== WHAT TO WORK ON ==
Go through the records below and write each one out again unchanged.

== DATA FOR THE TASK ==
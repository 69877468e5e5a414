use stepflow_core::{LabelHints, Transition};
use stepflow_layout::{GRAPH_HEIGHT, GRAPH_WIDTH, GraphModel, build_graph_model};

fn t(from: &str, to: &str, count: u64, probability: f64, delay_ms: u64) -> Transition {
    Transition {
        from: from.to_string(),
        to: to.to_string(),
        count,
        probability,
        p95_delay_ms: Some(delay_ms),
    }
}

fn escalation_edges() -> Vec<Transition> {
    vec![
        t("__START__", "ticket", 88, 1.0, 1000),
        t("ticket", "severity", 82, 0.93, 36000),
        t("severity", "callback", 24, 0.29, 320_000),
        t("severity", "handoff", 52, 0.64, 190_000),
        t("callback", "handoff", 18, 0.74, 430_000),
        t("handoff", "validation", 58, 0.83, 520_000),
        t("validation", "resolved", 55, 0.95, 140_000),
    ]
}

fn node<'a>(model: &'a GraphModel, id: &str) -> &'a stepflow_layout::GraphNode {
    model.nodes.iter().find(|n| n.id == id).unwrap()
}

#[test]
fn empty_transitions_build_an_empty_model() {
    let mut hints = LabelHints::new();
    hints.insert("ticket".to_string(), "Ticket Opened".to_string());

    let model = build_graph_model(&[], &hints, "seed");

    assert!(model.is_empty());
    assert_eq!(model, GraphModel::default());
}

#[test]
fn every_step_becomes_exactly_one_node() {
    let model = build_graph_model(&escalation_edges(), &LabelHints::new(), "seed");

    let mut ids: Vec<&str> = model.nodes.iter().map(|n| n.id.as_str()).collect();
    ids.sort_unstable();
    assert_eq!(
        ids,
        vec![
            "__START__",
            "callback",
            "handoff",
            "resolved",
            "severity",
            "ticket",
            "validation",
        ]
    );
    assert_eq!(model.edges.len(), 7);
}

#[test]
fn depths_drive_horizontal_placement() {
    let model = build_graph_model(&escalation_edges(), &LabelHints::new(), "seed");

    assert_eq!(node(&model, "__START__").depth, 0);
    assert_eq!(node(&model, "ticket").depth, 1);
    assert_eq!(node(&model, "severity").depth, 2);
    assert_eq!(node(&model, "callback").depth, 3);
    assert_eq!(node(&model, "handoff").depth, 3);
    assert_eq!(node(&model, "validation").depth, 4);
    assert_eq!(node(&model, "resolved").depth, 5);

    // Same depth, same column; deeper, further right.
    assert_eq!(node(&model, "callback").x, node(&model, "handoff").x);
    assert!(node(&model, "ticket").x < node(&model, "severity").x);
    assert!(node(&model, "resolved").x < GRAPH_WIDTH);

    let expected_start_x = (0.7 / (5.0 + 1.4)) * GRAPH_WIDTH;
    assert_eq!(node(&model, "__START__").x, expected_start_x);
}

#[test]
fn vertical_positions_stay_inside_the_margins() {
    let model = build_graph_model(&escalation_edges(), &LabelHints::new(), "seed");

    for n in &model.nodes {
        assert!(n.y >= 48.0 && n.y <= GRAPH_HEIGHT - 48.0, "{} at {}", n.id, n.y);
    }
}

#[test]
fn activity_and_radius_scale_with_flow() {
    let model = build_graph_model(&escalation_edges(), &LabelHints::new(), "seed");

    // ticket carries the most traffic (88 in + 82 out).
    let ticket = node(&model, "ticket");
    assert_eq!(ticket.activity, 1.0);
    assert_eq!(ticket.radius, 23.0);

    let callback = node(&model, "callback");
    assert!(callback.activity < ticket.activity);
    assert!(callback.radius < ticket.radius);
}

#[test]
fn default_labels_fill_in_flow_order() {
    let model = build_graph_model(&escalation_edges(), &LabelHints::new(), "seed");

    assert_eq!(model.labels["__START__"], "Start");
    assert_eq!(model.labels["ticket"], "Step 01");
    assert_eq!(model.labels["severity"], "Step 02");
    assert_eq!(model.labels["callback"], "Step 06");
}

#[test]
fn label_hints_win_but_the_sentinel_stays_start() {
    let mut hints = LabelHints::new();
    hints.insert("ticket".to_string(), "Ticket Opened".to_string());
    hints.insert("__START__".to_string(), "Signal Detected".to_string());

    let model = build_graph_model(&escalation_edges(), &hints, "seed");

    assert_eq!(node(&model, "ticket").label, "Ticket Opened");
    assert_eq!(node(&model, "__START__").label, "Start");
}

#[test]
fn critical_edges_are_flagged_in_walk_order() {
    let model = build_graph_model(&escalation_edges(), &LabelHints::new(), "seed");

    assert_eq!(
        model.critical_path,
        vec![
            "__START__-ticket",
            "ticket-severity",
            "severity-handoff",
            "handoff-validation",
            "validation-resolved",
        ]
    );
    assert_eq!(model.critical_edges().count(), 5);
    let callback_edge = model.edges.iter().find(|e| e.id == "severity-callback").unwrap();
    assert!(!callback_edge.is_critical);
}

#[test]
fn edge_weight_takes_the_stronger_of_probability_and_traffic() {
    let model = build_graph_model(&escalation_edges(), &LabelHints::new(), "seed");

    // callback->handoff: probability 0.74 beats 18/88 traffic.
    let edge = model.edges.iter().find(|e| e.id == "callback-handoff").unwrap();
    assert_eq!(edge.weight, 0.74);

    // __START__->ticket is both the most probable and the busiest.
    let edge = model.edges.iter().find(|e| e.id == "__START__-ticket").unwrap();
    assert_eq!(edge.weight, 1.0);
}

#[test]
fn aggregate_stats_cover_the_whole_edge_set() {
    let model = build_graph_model(&escalation_edges(), &LabelHints::new(), "seed");

    let expected_avg = (1.0 + 0.93 + 0.29 + 0.64 + 0.74 + 0.83 + 0.95) / 7.0;
    assert!((model.avg_probability - expected_avg).abs() < 1e-12);
    assert_eq!(model.max_delay_ms, 520_000);
}

#[test]
fn missing_delays_floor_the_model_maximum_at_one() {
    let edges = vec![Transition {
        from: "a".to_string(),
        to: "b".to_string(),
        count: 3,
        probability: 0.5,
        p95_delay_ms: None,
    }];

    let model = build_graph_model(&edges, &LabelHints::new(), "seed");

    assert_eq!(model.max_delay_ms, 1);
    assert_eq!(model.edges[0].delay_ms, 0);
}

#[test]
fn edge_endpoints_always_resolve_to_model_nodes() {
    let model = build_graph_model(&escalation_edges(), &LabelHints::new(), "seed");

    for edge in &model.edges {
        let (from, to) = model.endpoints(edge);
        assert_eq!(edge.id, format!("{}-{}", from.id, to.id));
    }
}

#[test]
fn curve_control_points_sit_near_the_chord_midpoint() {
    let model = build_graph_model(&escalation_edges(), &LabelHints::new(), "seed");

    for edge in &model.edges {
        let (from, to) = model.endpoints(edge);
        let mx = (from.x + to.x) / 2.0;
        let my = (from.y + to.y) / 2.0;
        let offset = ((edge.control_x - mx).powi(2) + (edge.control_y - my).powi(2)).sqrt();
        // Bend magnitude is at most half the peak-to-peak range.
        assert!(offset <= 46.0 + 1e-9, "{} bends {}", edge.id, offset);
    }
}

== OUTPUT ==
repository 69877468e5e5a414
use stepflow_core::{LabelHints, Transition};
use stepflow_layout::{GRAPH_HEIGHT, GRAPH_WIDTH, GraphModel, build_graph_model};

fn t(from: &str, to: &str, count: u64, probability: f64, delay_ms: u64) -> Transition {
    Transition {
        from: from.to_string(),
        to: to.to_string(),
        count,
        probability,
        p95_delay_ms: Some(delay_ms),
    }
}

fn escalation_edges() -> Vec<Transition> {
    vec![
        t("__START__", "ticket", 88, 1.0, 1000),
        t("ticket", "severity", 82, 0.93, 36000),
        t("severity", "callback", 24, 0.29, 320_000),
        t("severity", "handoff", 52, 0.64, 190_000),
        t("callback", "handoff", 18, 0.74, 430_000),
        t("handoff", "validation", 58, 0.83, 520_000),
        t("validation", "resolved", 55, 0.95, 140_000),
    ]
}

fn node<'a>(model: &'a GraphModel, id: &str) -> &'a stepflow_layout::GraphNode {
    model.nodes.iter().find(|n| n.id == id).unwrap()
}

#[test]
fn empty_transitions_build_an_empty_model() {
    let mut hints = LabelHints::new();
    hints.insert("ticket".to_string(), "Ticket Opened".to_string());

    let model = build_graph_model(&[], &hints, "seed");

    assert!(model.is_empty());
    assert_eq!(model, GraphModel::default());
}

#[test]
fn every_step_becomes_exactly_one_node() {
    let model = build_graph_model(&escalation_edges(), &LabelHints::new(), "seed");

    let mut ids: Vec<&str> = model.nodes.iter().map(|n| n.id.as_str()).collect();
    ids.sort_unstable();
    assert_eq!(
        ids,
        vec![
            "__START__",
            "callback",
            "handoff",
            "resolved",
            "severity",
            "ticket",
            "validation",
        ]
    );
    assert_eq!(model.edges.len(), 7);
}

#[test]
fn depths_drive_horizontal_placement() {
    let model = build_graph_model(&escalation_edges(), &LabelHints::new(), "seed");

    assert_eq!(node(&model, "__START__").depth, 0);
    assert_eq!(node(&model, "ticket").depth, 1);
    assert_eq!(node(&model, "severity").depth, 2);
    assert_eq!(node(&model, "callback").depth, 3);
    assert_eq!(node(&model, "handoff").depth, 3);
    assert_eq!(node(&model, "validation").depth, 4);
    assert_eq!(node(&model, "resolved").depth, 5);

    // Same depth, same column; deeper, further right.
    assert_eq!(node(&model, "callback").x, node(&model, "handoff").x);
    assert!(node(&model, "ticket").x < node(&model, "severity").x);
    assert!(node(&model, "resolved").x < GRAPH_WIDTH);

    let expected_start_x = (0.7 / (5.0 + 1.4)) * GRAPH_WIDTH;
    assert_eq!(node(&model, "__START__").x, expected_start_x);
}

#[test]
fn vertical_positions_stay_inside_the_margins() {
    let model = build_graph_model(&escalation_edges(), &LabelHints::new(), "seed");

    for n in &model.nodes {
        assert!(n.y >= 48.0 && n.y <= GRAPH_HEIGHT - 48.0, "{} at {}", n.id, n.y);
    }
}

#[test]
fn activity_and_radius_scale_with_flow() {
    let model = build_graph_model(&escalation_edges(), &LabelHints::new(), "seed");

    // ticket carries the most traffic (88 in + 82 out).
    let ticket = node(&model, "ticket");
    assert_eq!(ticket.activity, 1.0);
    assert_eq!(ticket.radius, 23.0);

    let callback = node(&model, "callback");
    assert!(callback.activity < ticket.activity);
    assert!(callback.radius < ticket.radius);
}

#[test]
fn default_labels_fill_in_flow_order() {
    let model = build_graph_model(&escalation_edges(), &LabelHints::new(), "seed");

    assert_eq!(model.labels["__START__"], "Start");
    assert_eq!(model.labels["ticket"], "Step 01");
    assert_eq!(model.labels["severity"], "Step 02");
    assert_eq!(model.labels["callback"], "Step 06");
}

#[test]
fn label_hints_win_but_the_sentinel_stays_start() {
    let mut hints = LabelHints::new();
    hints.insert("ticket".to_string(), "Ticket Opened".to_string());
    hints.insert("__START__".to_string(), "Signal Detected".to_string());

    let model = build_graph_model(&escalation_edges(), &hints, "seed");

    assert_eq!(node(&model, "ticket").label, "Ticket Opened");
    assert_eq!(node(&model, "__START__").label, "Start");
}

#[test]
fn critical_edges_are_flagged_in_walk_order() {
    let model = build_graph_model(&escalation_edges(), &LabelHints::new(), "seed");

    assert_eq!(
        model.critical_path,
        vec![
            "__START__-ticket",
            "ticket-severity",
            "severity-handoff",
            "handoff-validation",
            "validation-resolved",
        ]
    );
    assert_eq!(model.critical_edges().count(), 5);
    let callback_edge = model.edges.iter().find(|e| e.id == "severity-callback").unwrap();
    assert!(!callback_edge.is_critical);
}

#[test]
fn edge_weight_takes_the_stronger_of_probability_and_traffic() {
    let model = build_graph_model(&escalation_edges(), &LabelHints::new(), "seed");

    // callback->handoff: probability 0.74 beats 18/88 traffic.
    let edge = model.edges.iter().find(|e| e.id == "callback-handoff").unwrap();
    assert_eq!(edge.weight, 0.74);

    // __START__->ticket is both the most probable and the busiest.
    let edge = model.edges.iter().find(|e| e.id == "__START__-ticket").unwrap();
    assert_eq!(edge.weight, 1.0);
}

#[test]
fn aggregate_stats_cover_the_whole_edge_set() {
    let model = build_graph_model(&escalation_edges(), &LabelHints::new(), "seed");

    let expected_avg = (1.0 + 0.93 + 0.29 + 0.64 + 0.74 + 0.83 + 0.95) / 7.0;
    assert!((model.avg_probability - expected_avg).abs() < 1e-12);
    assert_eq!(model.max_delay_ms, 520_000);
}

#[test]
fn missing_delays_floor_the_model_maximum_at_one() {
    let edges = vec![Transition {
        from: "a".to_string(),
        to: "b".to_string(),
        count: 3,
        probability: 0.5,
        p95_delay_ms: None,
    }];

    let model = build_graph_model(&edges, &LabelHints::new(), "seed");

    assert_eq!(model.max_delay_ms, 1);
    assert_eq!(model.edges[0].delay_ms, 0);
}

#[test]
fn edge_endpoints_always_resolve_to_model_nodes() {
    let model = build_graph_model(&escalation_edges(), &LabelHints::new(), "seed");

    for edge in &model.edges {
        let (from, to) = model.endpoints(edge);
        assert_eq!(edge.id, format!("{}-{}", from.id, to.id));
    }
}

#[test]
fn curve_control_points_sit_near_the_chord_midpoint() {
    let model = build_graph_model(&escalation_edges(), &LabelHints::new(), "seed");

    for edge in &model.edges {
        let (from, to) = model.endpoints(edge);
        let mx = (from.x + to.x) / 2.0;
        let my = (from.y + to.y) / 2.0;
        let offset = ((edge.control_x - mx).powi(2) + (edge.control_y - my).powi(2)).sqrt();
        // Bend magnitude is at most half the peak-to-peak range.
        assert!(offset <= 46.0 + 1e-9, "{} bends {}", edge.id, offset);
    }
}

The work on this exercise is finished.